Segment Open

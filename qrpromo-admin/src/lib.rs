//! Admin-side rules for QR Promo.
//!
//! - Campaign configuration form validation and the `PUT` body
//! - Customer list paging (`skip`/`limit`/`search` query, page bounds)
//! - Table rows and detail lines for a customer record

mod config;
mod error;
mod listing;

pub use config::{config_path, deadline_input_value, CampaignConfigForm, CONFIG_PATH};
pub use error::{AdminError, AdminResult};
pub use listing::{
    decode_customers, decode_total, CustomerRow, PageInfo, PageRequest, CUSTOMERS_PATH,
    DEFAULT_PAGE_SIZE, RESET_USAGE_PATH, TOTAL_PATH,
};
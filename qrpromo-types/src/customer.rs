//! Customer records.

use crate::CustomerId;
use chrono::{NaiveDate, NaiveDateTime};
use qrpromo_cpf::Cpf;
use serde::{Deserialize, Serialize};

/// Registration payload for `POST /clientes/`.
#[derive(Debug, Clone, PartialEq, Eq, Serialize, Deserialize)]
pub struct NewCustomer {
    /// Full name as typed.
    #[serde(rename = "nome")]
    pub name: String,
    /// Validated CPF, sent as bare digits.
    pub cpf: Cpf,
    /// Mobile phone, bare digits.
    #[serde(rename = "celular")]
    pub phone: String,
    /// Birth date, sent as `YYYY-MM-DD`.
    #[serde(rename = "data_nascimento")]
    pub birth_date: NaiveDate,
}

/// A registered customer as returned by the backend.
#[derive(Debug, Clone, PartialEq, Eq, Serialize, Deserialize)]
pub struct Customer {
    pub id: CustomerId,
    #[serde(rename = "nome")]
    pub name: String,
    /// Bare digits. Not re-validated: records predating validation exist.
    pub cpf: String,
    #[serde(rename = "celular")]
    pub phone: String,
    #[serde(rename = "data_nascimento")]
    pub birth_date: NaiveDate,
    /// Opaque hash encoded in the customer's QR code.
    pub qrcode_hash: String,
    /// Whether the QR code has been redeemed.
    #[serde(rename = "utilizado")]
    pub used: bool,
    #[serde(rename = "data_criacao", with = "crate::time::naive")]
    pub created_at: NaiveDateTime,
    #[serde(
        rename = "data_utilizacao",
        with = "crate::time::naive_option",
        default
    )]
    pub used_at: Option<NaiveDateTime>,
}

/// Redemption state of a customer's QR code.
#[derive(Debug, Clone, Copy, PartialEq, Eq)]
pub enum QrUsage {
    /// Not yet redeemed.
    StillValid,
    /// Redeemed; `at` is absent if the backend did not record a time.
    Used { at: Option<NaiveDateTime> },
}

impl Customer {
    /// Path of the PNG QR code image for this customer.
    #[must_use]
    pub fn qrcode_path(&self) -> String {
        format!("/qrcode/{}", self.qrcode_hash)
    }

    /// Returns whether the QR code has been redeemed.
    #[must_use]
    pub fn usage(&self) -> QrUsage {
        if self.used {
            QrUsage::Used { at: self.used_at }
        } else {
            QrUsage::StillValid
        }
    }
}
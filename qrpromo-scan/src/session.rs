//! Scan session state machine.

use crate::error::{ScanError, ScanResult};
use crate::result::ValidationResult;
use tracing::{debug, info, warn};

/// Alert shown when the camera cannot be opened.
pub const CAMERA_ERROR_MESSAGE: &str =
    "Não foi possível acessar a câmera. Verifique as permissões.";

/// Path for validating (and redeeming) a scanned QR code.
#[must_use]
pub fn validation_path(hash: &str) -> String {
    format!("/api/validar/{hash}")
}

/// Where the scanner currently is.
#[derive(Debug, Clone, PartialEq, Eq)]
pub enum ScanState {
    /// Waiting for the admin to open the camera.
    Idle,
    /// Camera open, looking for a QR code in each frame.
    Scanning,
    /// A code was read and is being validated.
    Detected { hash: String },
    /// Validation finished; the result panel is visible.
    Finished(ValidationResult),
}

impl ScanState {
    /// Short name used in errors and logs.
    #[must_use]
    pub const fn name(&self) -> &'static str {
        match self {
            Self::Idle => "idle",
            Self::Scanning => "scanning",
            Self::Detected { .. } => "validating",
            Self::Finished(_) => "showing a result",
        }
    }
}

/// Side effects the caller performs after a transition.
#[derive(Debug, Clone, PartialEq, Eq)]
pub enum ScanEffect {
    /// Request the rear camera and start feeding frames.
    OpenCamera,
    /// Stop every track of the camera stream.
    StopCamera,
    /// Show a blocking alert.
    Alert(String),
    /// `POST` to this path to validate the detected code.
    Validate { path: String },
}

/// The scanner's explicit state.
#[derive(Debug, Clone)]
pub struct ScanSession {
    state: ScanState,
    camera_open: bool,
}

impl Default for ScanSession {
    fn default() -> Self {
        Self::new()
    }
}

impl ScanSession {
    /// Creates an idle session.
    #[must_use]
    pub fn new() -> Self {
        Self {
            state: ScanState::Idle,
            camera_open: false,
        }
    }

    /// Current state.
    #[must_use]
    pub fn state(&self) -> &ScanState {
        &self.state
    }

    /// Returns true while frames should be decoded.
    #[must_use]
    pub fn is_scanning(&self) -> bool {
        self.state == ScanState::Scanning
    }

    /// Returns true if a camera stream is held.
    #[must_use]
    pub fn camera_open(&self) -> bool {
        self.camera_open
    }

    fn invalid(&self, action: &'static str) -> ScanError {
        ScanError::InvalidTransition {
            from: self.state.name(),
            action,
        }
    }

    fn release_camera(&mut self, effects: &mut Vec<ScanEffect>) {
        if self.camera_open {
            self.camera_open = false;
            effects.push(ScanEffect::StopCamera);
        }
    }

    /// Opens the camera and starts scanning.
    ///
    /// # Errors
    ///
    /// Only allowed from `Idle`.
    pub fn start(&mut self) -> ScanResult<Vec<ScanEffect>> {
        if self.state != ScanState::Idle {
            return Err(self.invalid("start scanning"));
        }
        self.state = ScanState::Scanning;
        self.camera_open = true;
        debug!("scan started");
        Ok(vec![ScanEffect::OpenCamera])
    }

    /// The camera could not be opened; returns to `Idle`.
    ///
    /// # Errors
    ///
    /// Only allowed while `Scanning`.
    pub fn camera_failed(&mut self, reason: &str) -> ScanResult<Vec<ScanEffect>> {
        if self.state != ScanState::Scanning {
            return Err(self.invalid("report a camera failure"));
        }
        warn!(reason, "camera unavailable");
        let mut effects = Vec::new();
        self.release_camera(&mut effects);
        effects.push(ScanEffect::Alert(CAMERA_ERROR_MESSAGE.to_string()));
        self.state = ScanState::Idle;
        Ok(effects)
    }

    /// Feeds a decoded QR payload.
    ///
    /// Only the first detection while `Scanning` counts: it stops the camera
    /// and requests validation. Detections in any other state, and blank
    /// payloads, are ignored and produce no effects.
    pub fn detect(&mut self, payload: &str) -> Vec<ScanEffect> {
        let hash = payload.trim();
        if self.state != ScanState::Scanning || hash.is_empty() {
            debug!(state = self.state.name(), "detection ignored");
            return Vec::new();
        }
        info!(hash, "QR code detected");
        let mut effects = Vec::new();
        self.release_camera(&mut effects);
        effects.push(ScanEffect::Validate {
            path: validation_path(hash),
        });
        self.state = ScanState::Detected {
            hash: hash.to_string(),
        };
        effects
    }

    /// Records the backend's reply to the validation request.
    ///
    /// # Errors
    ///
    /// Only allowed in `Detected`.
    pub fn resolve(&mut self, status: u16, body: &str) -> ScanResult<ValidationResult> {
        self.finish("record a validation result", || {
            ValidationResult::from_response(status, body)
        })
    }

    /// Records that the validation request never got an answer.
    ///
    /// # Errors
    ///
    /// Only allowed in `Detected`.
    pub fn resolve_unreachable(&mut self) -> ScanResult<ValidationResult> {
        self.finish("record a transport failure", || ValidationResult::Unreachable)
    }

    fn finish(
        &mut self,
        action: &'static str,
        result: impl FnOnce() -> ValidationResult,
    ) -> ScanResult<ValidationResult> {
        let ScanState::Detected { hash } = &self.state else {
            return Err(self.invalid(action));
        };
        let result = result();
        info!(hash = %hash, valid = result.is_valid(), "QR code validation finished");
        self.state = ScanState::Finished(result.clone());
        Ok(result)
    }

    /// Resets to `Idle` from any state, stopping the camera if needed.
    pub fn rescan(&mut self) -> Vec<ScanEffect> {
        let mut effects = Vec::new();
        self.release_camera(&mut effects);
        self.state = ScanState::Idle;
        debug!("scan reset");
        effects
    }
}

Segment Closed

THE TASK → Filter the listing above for lines with the word "frames", and copy each one you find.

SOLUTION TO THIS TASK →
    /// Request the rear camera and start feeding frames.
    /// Returns true while frames should be decoded.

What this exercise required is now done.